Question

In: Computer Science

QUESTION REGARDING BIG DATA. Please answer those questions as soon as possible. 2) Spark is increasingly...

QUESTION REGARDING BIG DATA. Please answer those questions as soon as possible.

2) Spark is increasingly popular in the Hadoop market. Describe the following associated
with Spark
a. Spark Core
b. Describe what an RDD is and it’s importance in a Spark environment
c. The four key API of Spark
d. Four reasons why Spark is attractive to users vs Hadoop MapReduce
3) In a Hadoop environment, there are many capabilities which allow for Hadoop to be
integrated as an integral part of a warehouse/analytics ecosystem. There are both open
source options and proprietary options for most. For each of the following tasks, list the
open source and the proprietary option for accomplishing, if they exist.
a. Integrating ETL into a Hadoop environment
b. Creating a Highly Available environment
c. Performing object matching between structured and unstructured data
d. Replicating data between Hadoop clusters
e. Replicating data within a single Hadoop cluster
f. Security and Auditability
g. Running SQL against data in files in HDFS
h. Data movement between a traditional relational and Hadoop environment
i. Dealing with data in motion within a Hadoop environment
j. Administration and Management of a Hadoop environment
4) (a) List the eight file formats that Db2 Big SQL supports, describe the advantages and
disadvantages of each and provide one example of when you would use each .
(b) List two data types of Db2 Big SQL which are treated differently in Hadoop than
would be handled in a non-Hadoop environment .
5) Show the SQL commands you would use, with Db2 Big SQL, to accomplish the following
tasks
a. High performing loading of data into Hadoop from a relational database
b. Inserting a single row into a Hadoop file
c. Creating a new Hadoop table in a parquet file
d. Creating a new Hadoop table with a partitioning key
e. Creating a logical schema pointing to a Hadoop csv file which already exists
f. Creating a new table in HDFS in a native Db2 table format
g. Creating a view over two Hadoop tables
h. Dropping a schema called mydb
i. Inserting data into a Hadoop file with the same schema as another data source
j. Running a PL/SQL stored procedure in Db2 Big SQL

Solutions

Expert Solution

2)a)=Spark Core is the basic of the whole project. It provides distributed task for handling large amount of data.

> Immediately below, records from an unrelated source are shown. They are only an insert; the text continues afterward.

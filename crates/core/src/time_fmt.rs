// SPDX-License-Identifier: BUSL-1.1
// Copyright (c) 2026 Joborc Contributors

//! Timestamp formatting helpers for [`crate::LogEntry`] (§3.3).

use chrono::{DateTime, Utc};

/// RFC3339 with nanosecond precision — the `full_timestamp` field and the
/// timestamp component of [`crate::Sequence`].
pub fn format_full_timestamp(epoch_ms: u64) -> String {
    let dt = epoch_ms_to_datetime(epoch_ms);
    dt.to_rfc3339_opts(chrono::SecondsFormat::Nanos, true)
}

/// Display-formatted `HH:MM:SS.mmm` — the `timestamp` field.
pub fn format_display_timestamp(epoch_ms: u64) -> String {
    let dt = epoch_ms_to_datetime(epoch_ms);
    dt.format("%H:%M:%S%.3f").to_string()
}

/// Format seconds as a short human-readable duration: `"5s"`, `"2m"`,
/// `"1h30m"`, `"3d"`. Minutes are included in the hours range only when
/// non-zero (`"1h"` vs `"1h5m"`).
pub fn format_elapsed(secs: u64) -> String {
    if secs < 60 {
        format!("{secs}s")
    } else if secs < 3600 {
        format!("{}m", secs / 60)
    } else if secs < 86400 {
        let h = secs / 3600;
        let m = (secs % 3600) / 60;
        if m > 0 {
            format!("{h}h{m}m")
        } else {
            format!("{h}h")
        }
    } else {
        format!("{}d", secs / 86400)
    }
}

fn epoch_ms_to_datetime(epoch_ms: u64) -> DateTime<Utc> {
    DateTime::<Utc>::from_timestamp(
        (epoch_ms / 1000) as i64,
        ((epoch_ms % 1000) * 1_000_000) as u32,
    )
    .unwrap_or_else(|| DateTime::<Utc>::from_timestamp(0, 0).expect("epoch is valid"))
}
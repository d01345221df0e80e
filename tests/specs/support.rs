// SPDX-License-Identifier: BUSL-1.1
// Copyright (c) 2026 Joborc Contributors

//! Shared fixtures for the end-to-end scenario tests: a full in-memory
//! orchestrator stack (`JobManager` + `QueueManager` + `JobProcessor`
//! workers) that can be spun up, driven to a fixed point, and torn down.

use std::future::Future;
use std::sync::Arc;
use std::time::Duration;

use joborc_core::{QueueConfig, SystemClock};
use joborc_engine::{EventBus, JobManager, JobProcessor, QueueManager, StepManagerRegistry};
use joborc_storage::{InMemoryJobStorage, InMemoryMessageQueue};
use tokio::sync::watch;
use tokio::task::JoinHandle;

pub struct Harness {
    pub jobs: Arc<JobManager<SystemClock>>,
    pub queue: Arc<QueueManager>,
    shutdown_tx: watch::Sender<bool>,
    workers: Vec<JoinHandle<()>>,
}

impl Harness {
    /// Build the stack and start `worker_count` processor workers.
    pub fn spawn(registry: StepManagerRegistry<SystemClock>, worker_count: usize) -> Self {
        let storage = Arc::new(InMemoryJobStorage::new());
        let bus = EventBus::new();
        let jobs = Arc::new(JobManager::new(storage, bus.clone(), SystemClock));
        let queue = Arc::new(QueueManager::new(Arc::new(InMemoryMessageQueue::new()), &QueueConfig::default()));
        let processor = Arc::new(JobProcessor::new(jobs.clone(), queue.clone(), bus, Arc::new(registry)));

        let (shutdown_tx, shutdown_rx) = watch::channel(false);
        let workers = processor.spawn_workers(worker_count, shutdown_rx);
        Self { jobs, queue, shutdown_tx, workers }
    }

    pub async fn shutdown(self) {
        let _ = self.shutdown_tx.send(true);
        for worker in self.workers {
            let _ = worker.await;
        }
    }
}

/// Poll `check` until it returns `true` or `max_wait` elapses. Returns
/// whether the condition was observed.
pub async fn wait_until<F, Fut>(max_wait: Duration, mut check: F) -> bool
where
    F: FnMut() -> Fut,
    Fut: Future<Output = bool>,
{
    let deadline = tokio::time::Instant::now() + max_wait;
    loop {
        if check().await {
            return true;
        }
        if tokio::time::Instant::now() >= deadline {
            return false;
        }
        tokio::time::sleep(Duration::from_millis(10)).await;
    }
}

b) RDD {Resillient Distributed Dataset} that is a logical collection of data partitioned across machine. It can be implemented in two ways-

1.Referencing dataset.

2.Transformations (map , filter , join, etc)

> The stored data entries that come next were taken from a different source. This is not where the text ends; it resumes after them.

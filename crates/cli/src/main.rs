// SPDX-License-Identifier: BUSL-1.1
// Copyright (c) 2026 Alfred Jean LLC

//! oj - Job Orchestration Core CLI

mod client;
mod color;
mod commands;
mod exit_error;
mod output;
mod table;

use std::path::PathBuf;

use anyhow::Result;
use clap::{Parser, Subcommand};
use output::OutputFormat;

#[derive(Parser)]
#[command(name = "oj", version, about = "Submit and inspect jobs on the Job Orchestration Core")]
struct Cli {
    /// Output format
    #[arg(short = 'o', long = "output", value_enum, default_value_t, global = true)]
    output: OutputFormat,

    #[command(subcommand)]
    command: Commands,
}

#[derive(Subcommand)]
enum Commands {
    /// Submit a Job Definition file
    Submit {
        /// Path to an HCL Job Definition
        path: PathBuf,
    },
    /// Show a job's status and counters
    Status {
        /// Job id
        id: String,
    },
    /// Show a job's aggregated logs
    Logs {
        /// Job id
        id: String,
        /// Include descendant jobs' log entries
        #[arg(long)]
        include_descendants: bool,
        /// Minimum level: ALL, TRC, DBG, INF, WAR, ERR
        #[arg(long)]
        level: Option<String>,
        /// Maximum entries to return
        #[arg(short = 'n', long)]
        limit: Option<usize>,
        /// Poll for new entries after the initial page
        #[arg(long, short)]
        follow: bool,
    },
    /// List jobs
    Jobs {
        /// Filter by status: pending, running, completed, failed, cancelled
        #[arg(long)]
        status: Option<String>,
    },
}

#[tokio::main]
async fn main() {
    if let Err(e) = run().await {
        let code = e.downcast_ref::<exit_error::ExitError>().map_or(1, |c| c.code);
        let msg = format_error(&e);
        if !msg.is_empty() {
            eprintln!("Error: {msg}");
        }
        std::process::exit(code);
    }
}

/// Format an anyhow error, deduplicating the chain.
///
/// If the top-level Display already contains the source error text, skip the
/// "Caused by" chain to avoid noisy duplicate output (common when thiserror
/// variants use `#[error("... {0}")]` with `#[from]`).
fn format_error(err: &anyhow::Error) -> String {
    let top = err.to_string();
    let chain_redundant = err.chain().skip(1).all(|cause| top.contains(&cause.to_string()));
    if chain_redundant {
        return top;
    }
    let mut buf = top;
    for (i, cause) in err.chain().skip(1).enumerate() {
        buf.push_str(&format!("\n\nCaused by:\n    {i}: {cause}"));
    }
    buf
}

async fn run() -> Result<()> {
    let cli = Cli::parse();
    let format = cli.output;

    let state_dir = joborc_daemon::env::state_dir().ok_or_else(|| anyhow::anyhow!("could not determine state directory"))?;
    let http_addr = joborc_daemon::env::http_addr();
    let socket_path = joborc_daemon::env::socket_path(&state_dir);

    match cli.command {
        Commands::Submit { path } => commands::submit::handle(&socket_path, &path, format).await,
        Commands::Status { id } => commands::status::handle(&http_addr, &id, format).await,
        Commands::Logs { id, include_descendants, level, limit, follow } => {
            commands::logs::handle(&http_addr, &id, include_descendants, level, limit, follow, format).await
        }
        Commands::Jobs { status } => commands::jobs::handle(&http_addr, status, format).await,
    }
}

c) Spark is a open source plattform, it is easy to use and easy to implement. It can be easily embedded with Java, Scala , Python, R , SQL for the purpose of filter , select , join, map ,reduce, query based programe.

d) 1.The performance level of spark is much better then Hadoop, Spark has be used to sort 100TB of data to 2-3 time faster than hadoop.

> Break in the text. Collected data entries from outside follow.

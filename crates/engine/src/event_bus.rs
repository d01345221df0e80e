// SPDX-License-Identifier: BUSL-1.1
// Copyright (c) 2026 Joborc Contributors

//! In-process pub/sub for UI updates and the Status Service (§4.1, §5).
//!
//! Unlike the teacher's WAL-backed bus, events here are ephemeral (per
//! [`joborc_core::Event`]'s own doc comment) — there is nothing to recover,
//! so subscribers are plain unbounded mpsc channels rather than a durable
//! log with replay. What carries over is the shape: a cheap `Clone`-able
//! handle for publishers, `send`/non-blocking-wake decoupled from a
//! receiver loop owned by whoever is consuming.
//!
//! Per-subscriber ordering falls out of the channel itself: `publish`
//! fans an event out to every subscriber's queue in one call, so two
//! events published in sequence arrive at each subscriber in that same
//! sequence. There is no cross-subscriber ordering guarantee, which §5
//! does not require.
//!
//! `publish`/`publish_sync` both take a [`CancellationToken`] as their
//! `ctx` (the same type the teacher's connection listener races against
//! client disconnect), erroring only if it is already cancelled before
//! dispatch begins. `publish` returns as soon as dispatch starts, same
//! as before; `publish_sync` waits for every live subscriber to actually
//! pull the event off its queue before returning.

use crate::error::EngineError;
use joborc_core::Event;
use parking_lot::Mutex;
use std::collections::HashMap;
use std::sync::Arc;
use tokio::sync::{mpsc, Notify};
use tokio_util::sync::CancellationToken;

/// A message delivered to a subscriber's channel: a plain fire-and-forget
/// event, or one paired with a `Notify` that `publish_sync` waits on.
enum Delivery {
    Fire(Event),
    Sync(Event, Arc<Notify>),
}

/// Shared handle for publishing events. Cheap to clone; all clones refer
/// to the same subscriber set.
#[derive(Clone)]
pub struct EventBus {
    inner: Arc<Mutex<Inner>>,
}

struct Inner {
    next_id: u64,
    subscribers: HashMap<u64, mpsc::UnboundedSender<Delivery>>,
}

/// A single subscription. Dropping it unregisters the subscriber so
/// `publish` stops holding a dead sender.
pub struct Subscription {
    id: u64,
    bus: Arc<Mutex<Inner>>,
    receiver: mpsc::UnboundedReceiver<Delivery>,
}

impl Default for EventBus {
    fn default() -> Self {
        Self::new()
    }
}

impl EventBus {
    pub fn new() -> Self {
        Self { inner: Arc::new(Mutex::new(Inner { next_id: 0, subscribers: HashMap::new() })) }
    }

    /// Register a new subscriber. The returned [`Subscription`] yields
    /// every event published after this call, in publish order.
    pub fn subscribe(&self) -> Subscription {
        let mut inner = self.inner.lock();
        let id = inner.next_id;
        inner.next_id += 1;
        let (tx, rx) = mpsc::unbounded_channel();
        inner.subscribers.insert(id, tx);
        Subscription { id, bus: Arc::clone(&self.inner), receiver: rx }
    }

    /// Fan `event` out to every live subscriber, returning an error only
    /// if `ctx` was already cancelled before dispatch began (§4.1).
    /// Otherwise never blocks and never fails past that check: a
    /// subscriber that has stopped polling just accumulates an unbounded
    /// backlog until it is dropped.
    pub fn publish(&self, ctx: &CancellationToken, event: Event) -> Result<(), EngineError> {
        if ctx.is_cancelled() {
            return Err(EngineError::Other("publish cancelled before dispatch began".to_string()));
        }
        let inner = self.inner.lock();
        for tx in inner.subscribers.values() {
            let _ = tx.send(Delivery::Fire(event.clone()));
        }
        Ok(())
    }

    /// Same dispatch and same cancellation check as `publish`, but blocks
    /// until every live subscriber has pulled `event` off its queue
    /// before returning (§4.1's "blocks until all handlers return").
    pub async fn publish_sync(&self, ctx: &CancellationToken, event: Event) -> Result<(), EngineError> {
        if ctx.is_cancelled() {
            return Err(EngineError::Other("publish_sync cancelled before dispatch began".to_string()));
        }
        let acks: Vec<Arc<Notify>> = {
            let inner = self.inner.lock();
            inner
                .subscribers
                .values()
                .map(|tx| {
                    let notify = Arc::new(Notify::new());
                    let _ = tx.send(Delivery::Sync(event.clone(), Arc::clone(&notify)));
                    notify
                })
                .collect()
        };
        for notify in acks {
            notify.notified().await;
        }
        Ok(())
    }

    pub fn subscriber_count(&self) -> usize {
        self.inner.lock().subscribers.len()
    }
}

impl Subscription {
    /// Wait for the next event. Returns `None` once the bus itself has
    /// been dropped (all publisher handles gone). A `Sync` delivery is
    /// acknowledged as soon as it is received, before the caller does
    /// anything with the returned event.
    pub async fn recv(&mut self) -> Option<Event> {
        match self.receiver.recv().await? {
            Delivery::Fire(event) => Some(event),
            Delivery::Sync(event, notify) => {
                notify.notify_one();
                Some(event)
            }
        }
    }

    /// Non-blocking poll, mainly for tests asserting "nothing was published".
    pub fn try_recv(&mut self) -> Result<Event, mpsc::error::TryRecvError> {
        match self.receiver.try_recv()? {
            Delivery::Fire(event) => Ok(event),
            Delivery::Sync(event, notify) => {
                notify.notify_one();
                Ok(event)
            }
        }
    }
}

impl Drop for Subscription {
    fn drop(&mut self) {
        self.bus.lock().subscribers.remove(&self.id);
    }
}

#[cfg(test)]
#[path = "event_bus_tests.rs"]
mod tests;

2.Spark is not bounded by its peripheral concerns.

3.Spark is complete open source plattform, ie with zero installation costs.

4.Spark is less fault-tolerant because of RDD operartions.

3)a) To implement ETL with Hadoop some steps are required-

1.Set up a hadoop cluster.

2.Connect data source

3.Design Metadata.

4.ETL jobs

5.Workflow to implement.

3)b) For creating highly available envirnoment to use some steps are required-

1.Set up of time synchronization = For control hub machines.

2. Set Up a Load Balancer for Control Hub = HTTP header X-Forwarded-For , IP address and port numbers for each Control Hub instance , HTTPS protocol , URLs , etc

3.Installation of Control Hub Instance = the initial Control Hub instance for a highly available environment

4. Install Additional Control Hub Instances = Installation of Control Hub on a separate machine for connection , Download JDBC Driver of connections , Download drivers ,download files , importing of variables , configration of directories.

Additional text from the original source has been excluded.